Mi primer síntoma fue allá por 1996 cuando lloré con la crueldad humana por primera vez. El colegio decidió llevarnos a un zoo y, cuando pasamos por la jaula de los monos, yo solamente veía a dos seres casi como yo esperando la siguiente humillación. Una profesora decidió que era una buena idea lanzar piedras a aquellos prisioneros, mientras yo me agarraba a los barrotes y les miraba como si les pidiese perdón en nombre toda la humanidad. Ellos solo ponían sus manos sobre su cara, como lo haría cualquiera de nosotros cuando, sin escapatoria, nos humillasen de 9 a 21h de lunes a domingo, festivos incluidos.
La siguiente vez que noté ese pinchazo en el estómago fue unos años después, no muchos, quizás dos o tres. Cuando, tras muchos déjà vu, dejé de creer a mi abuela cuando al preguntar por los bebés de la gatita, me contaba la historia sempiterna de que se habían ido sin avisar. Sobre todo porque veía a la gata volver, al nido donde los había dejado, y llorar desconsolada durante días.
También noté un dolor fuerte en el pecho cada vez que aparecía por mi colegio un perro solo. Cuando mi primer reflejo era mirar a los lados para ver si venía solo, angustiarme cuando no encontraba a nadie y tenía que irme viendo cómo me miraba.
Lo bueno de esta dolencia es que también te causa alegrías. Recuerdo cómo mi madre, quien me ha traspasado esta enfermedad (congénita), me enseñó a devolver la generosidad que ellos dan. Cuando encontrábamos un pájaro herid y le cuidábamos en casa, con mimos y comida. Y sí, en una jaula, pero para luego soltarlo y verle volar libre, y disfrutar con esos primeros aleteos como si fuesen los míos.
Era en esas situaciones donde me percataba de que lo que yo padecía no lo padecían todos los niños. Porque mi felicidad no era entendida. ¿Cómo va a hacerte feliz dejar escapar a un pajarito tan bonito? Sí, esa felicidad infinita, esa inocencia de una niña, ese amor por la libertad ajena, inspiró el tatuaje que ahora me veo todos los días cuando alzo las manos.

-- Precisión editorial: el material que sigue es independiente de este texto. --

#[macro_use]
extern crate log;

mod config;
mod logging;

use clap::Parser;
use mbs::ErrorKind;
use std::fs;
use std::io::{stdin, stdout};
use std::process;

const DEMO: &str = r#"
a = 123;
b = "abc";
c = true;
d = 4.2;
if (c) {
    println("c is true");
}
if (a == 123) {
    println("a is 123");
}
if (c && true) {
    println("c && true");
}
if (b == "abc") {
    println("b is abc");
}
println(b + "123");
for (; false; ) {
}
for (e = 1; e < 4; e = e + 1) {
    println("e");
}
input = readln();
println(input);
for (e = 0; e < 10; e = e + 2) {
    println("*");
}
"#;

fn exit_code(kind: &ErrorKind) -> i32 {
    match kind {
        ErrorKind::Syntax { .. } | ErrorKind::Type(_) => 1,
        ErrorKind::Io => 2,
        _ => 3,
    }
}

fn main() {
    // usage errors exit with 2, --help and --version with 0
    let config = match config::Config::try_parse() {
        Ok(c) => c,
        Err(e) => e.exit(),
    };

    if let Err(e) = logging::setup_logger(config.log_level) {
        eprintln!("error: failed to set up logging: {}", e);
        process::exit(2);
    }

    let source = match &config.script {
        Some(path) => match fs::read_to_string(path) {
            Ok(s) => s,
            Err(e) => {
                eprintln!("error: {}: {}", path.display(), e);
                process::exit(2);
            }
        },
        None => DEMO.to_owned(),
    };
    info!(
        "running {}",
        config
            .script
            .as_ref()
            .map_or("demo program".to_owned(), |p| p.display().to_string())
    );

    let result = if config.check_only {
        mbs::check(&source).map(|_| ())
    } else {
        let stdin = stdin();
        let stdout = stdout();
        mbs::run(&source, stdin.lock(), stdout.lock()).map(|_| ())
    };

    if let Err(e) = result {
        eprintln!("error: {}", e);
        process::exit(exit_code(e.kind()));
    }
}
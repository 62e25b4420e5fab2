use super::ast::{BinOp, Expr};
use combine::error::{ParseError, StreamError};
use combine::parser::char::{char, digit, spaces, string};
use combine::parser::Parser;
use combine::stream::{Stream, StreamErrorFor};
use combine::{any, attempt, between, choice, many, many1, none_of, optional, satisfy};

/// Skips leading whitespace, then runs `p`.
pub(crate) fn lex<Input, P>(p: P) -> impl Parser<Input, Output = P::Output>
where
    P: Parser<Input>,
    Input: Stream<Token = char>,
    Input::Error: ParseError<Input::Token, Input::Range, Input::Position>,
{
    spaces().with(p)
}

/// Matches the literal `lit` after optional whitespace.
pub(crate) fn token<Input>(lit: &'static str) -> impl Parser<Input, Output = &'static str>
where
    Input: Stream<Token = char>,
    Input::Error: ParseError<Input::Token, Input::Range, Input::Position>,
{
    lex(attempt(string(lit)))
}

pub(crate) fn name<Input>() -> impl Parser<Input, Output = String>
where
    Input: Stream<Token = char>,
    Input::Error: ParseError<Input::Token, Input::Range, Input::Position>,
{
    lex((
        satisfy(|c: char| c.is_ascii_alphabetic()),
        many::<String, _, _>(satisfy(|c: char| c.is_ascii_alphanumeric())),
    ))
    .map(|(first, rest)| {
        let mut id = String::with_capacity(rest.len() + 1);
        id.push(first);
        id.push_str(&rest);
        id
    })
}

fn sign<Input>() -> impl Parser<Input, Output = &'static str>
where
    Input: Stream<Token = char>,
    Input::Error: ParseError<Input::Token, Input::Range, Input::Position>,
{
    optional(char('-')).map(|s| if s.is_some() { "-" } else { "" })
}

pub(crate) fn integer<Input>() -> impl Parser<Input, Output = Expr>
where
    Input: Stream<Token = char>,
    Input::Error: ParseError<Input::Token, Input::Range, Input::Position>,
{
    lex((sign(), many1::<String, _, _>(digit())))
        .and_then(|(sign, digits)| {
            format!("{}{}", sign, digits)
                .parse::<i64>()
                .map_err(StreamErrorFor::<Input>::other)
        })
        .map(Expr::Integer)
}

/// `-?digits.digits`; a trailing dot without digits is not a float.
pub(crate) fn float<Input>() -> impl Parser<Input, Output = Expr>
where
    Input: Stream<Token = char>,
    Input::Error: ParseError<Input::Token, Input::Range, Input::Position>,
{
    lex((
        sign(),
        many1::<String, _, _>(digit()),
        char('.'),
        many1::<String, _, _>(digit()),
    ))
    .and_then(|(sign, whole, _, frac)| {
        format!("{}{}.{}", sign, whole, frac)
            .parse::<f64>()
            .map_err(StreamErrorFor::<Input>::other)
    })
    .map(Expr::Float)
}

pub(crate) fn string_literal<Input>() -> impl Parser<Input, Output = Expr>
where
    Input: Stream<Token = char>,
    Input::Error: ParseError<Input::Token, Input::Range, Input::Position>,
{
    let escaped = char('\\').with(any()).map(|c| match c {
        'n' => '\n',
        'r' => '\r',
        't' => '\t',
        c => c,
    });
    let body = many::<String, _, _>(choice((escaped, none_of("\"\\".chars()))));

    lex(between(char('"'), char('"'), body)).map(Expr::String)
}

pub(crate) fn boolean<Input>() -> impl Parser<Input, Output = Expr>
where
    Input: Stream<Token = char>,
    Input::Error: ParseError<Input::Token, Input::Range, Input::Position>,
{
    name().and_then(|word| match word.as_str() {
        "true" => Ok(Expr::Boolean(true)),
        "false" => Ok(Expr::Boolean(false)),
        _ => Err(StreamErrorFor::<Input>::expected_static_message("boolean")),
    })
}

/// Operator symbols, longest first so `>=` is never read as `>`.
pub(crate) fn operator<Input>() -> impl Parser<Input, Output = BinOp>
where
    Input: Stream<Token = char>,
    Input::Error: ParseError<Input::Token, Input::Range, Input::Position>,
{
    lex(choice((
        attempt(string("==")).map(|_| BinOp::Eq),
        attempt(string("!=")).map(|_| BinOp::Ne),
        attempt(string(">=")).map(|_| BinOp::Ge),
        attempt(string("<=")).map(|_| BinOp::Le),
        attempt(string("&&")).map(|_| BinOp::And),
        attempt(string("||")).map(|_| BinOp::Or),
        char('+').map(|_| BinOp::Add),
        char('-').map(|_| BinOp::Sub),
        char('*').map(|_| BinOp::Mul),
        char('/').map(|_| BinOp::Div),
        char('>').map(|_| BinOp::Gt),
        char('<').map(|_| BinOp::Lt),
    )))
}
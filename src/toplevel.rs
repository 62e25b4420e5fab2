use super::ast::Block;
use super::error::Error;
use super::eval::Interpreter;
use super::parser;
use super::typeck::Checker;
use std::io::{BufRead, Write};

/// Parses and type checks `source` without running it.
pub fn check(source: &str) -> Result<Block, Error> {
    let program = parser::parse_program(source)?;
    if let Err(e) = Checker::new().check_program(&program) {
        warn!("program rejected: {}", e);
        return Err(e);
    }
    Ok(program)
}

/// Parses, checks and evaluates `source`. Each call gets its own type
/// environment and variable store.
pub fn run<R, W>(source: &str, input: R, output: W) -> Result<W, Error>
where
    R: BufRead,
    W: Write,
{
    let program = check(source)?;
    let mut interp = Interpreter::new(input, output);
    debug!("evaluating {} statements", program.statements.len());
    interp.run(&program)?;
    Ok(interp.into_output())
}

#[cfg(test)]
mod test {
    use super::super::error::ErrorKind;
    use super::*;

    #[test]
    fn test_rejected_program_never_runs() {
        let err = run("println(\"side effect\"); x = \"a\" + 1;", &b""[..], Vec::new())
            .unwrap_err();
        match err.kind() {
            ErrorKind::Type(msg) => assert!(msg.contains("\"a\" + 1")),
            k => panic!("unexpected {:?}", k),
        }
    }

    #[test]
    fn test_echo() {
        let out = run("println(readln());", &b"hi"[..], Vec::new()).unwrap();
        assert_eq!(out, b"hi\n");
    }
}
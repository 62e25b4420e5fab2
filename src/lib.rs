#[macro_use]
extern crate log;

pub mod ast;
pub mod error;
pub mod eval;
mod lexer;
pub mod parser;
pub mod scope;
pub mod toplevel;
pub mod typeck;
pub mod value;

pub use crate::error::{Error, ErrorKind};
pub use crate::toplevel::{check, run};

También cuando un perro, al que encuentras al entrar por la puerta de una perrera, que ha sufrido abandonos, bolsas de basura en contenedores, palos en la espalda y patadas en su estómago, te mira con los ojos del ser más inocente del mundo y te desarma por completo. Y te cuenta día a día que es como tú, que no le rescataste, que te rescató él a ti.
Él te cubre de besos aunque no hayas hecho aún nada para merecerlos. Él te enseña que es como tú, que siente más y mejor que tú, y que no hay mascotas y comida, que todos son lo mismo. Y que el necio es el que se ríe de que tú lo hayas descubierto ya.
Sé que es crónico, porque cada vez que estrenaban una película con animales evitaba verla, por si no acababa bien. Porque, a pesar de que la vida suele curtirte, nunca tuve los suficientes anticuerpos para no taparme la cara al ver un gato en la autopista, para sonreír cuando me invitaban a una casa ajena y un perro estaba atado con una cadena en un rincón con la arena excavada de dormir, comer y malvivir en el mismo metro cuadrado.
Nunca recuperé la salud suficiente para no llorar cada vez que recuerdo a alguno de mis amigos, mal llamados mascotas, esos que se fueron después de darme todo el amor que eran capaces de reunir. Llorarlos incluso más que a las personas.
Y siempre padecí algún mal que me impedía justificar porqué los toros no y la carne sí. Por eso admití el tratamiento, aunque nunca sea 100% efectivo, pero sí me otorga una calidad de vida inmejorable: ser consecuente con lo que pienso. O intentarlo.
No importa las caras de rechazo, las bromas sobre mi plato de comida, los prejuicios de quien nadie ha pedido opinión o las veces que al salir a comer fuera de casa seas la rara que tiene que mirar el menú antes de sentarse, o aclarar que un sándwich con atún no es vegetal.
Ya no me como a quien respeto.
No me visto con la piel de quien amo.
No pruebo en el cuerpo de mi semejante lo que quiero para maquillar la mía.
No mato.
No humillo.
Sigo enferma, sigue doliéndome todo lo que os cuento, siguen escociéndome el alma Okja, Hachiko, Earthlings, Excalibur, Laika, Margarita...
Pero al menos a los síntomas he borrado desde hace dos años la culpa.
Y lo que no está en mi mano, ya lo iré cambiando como pueda.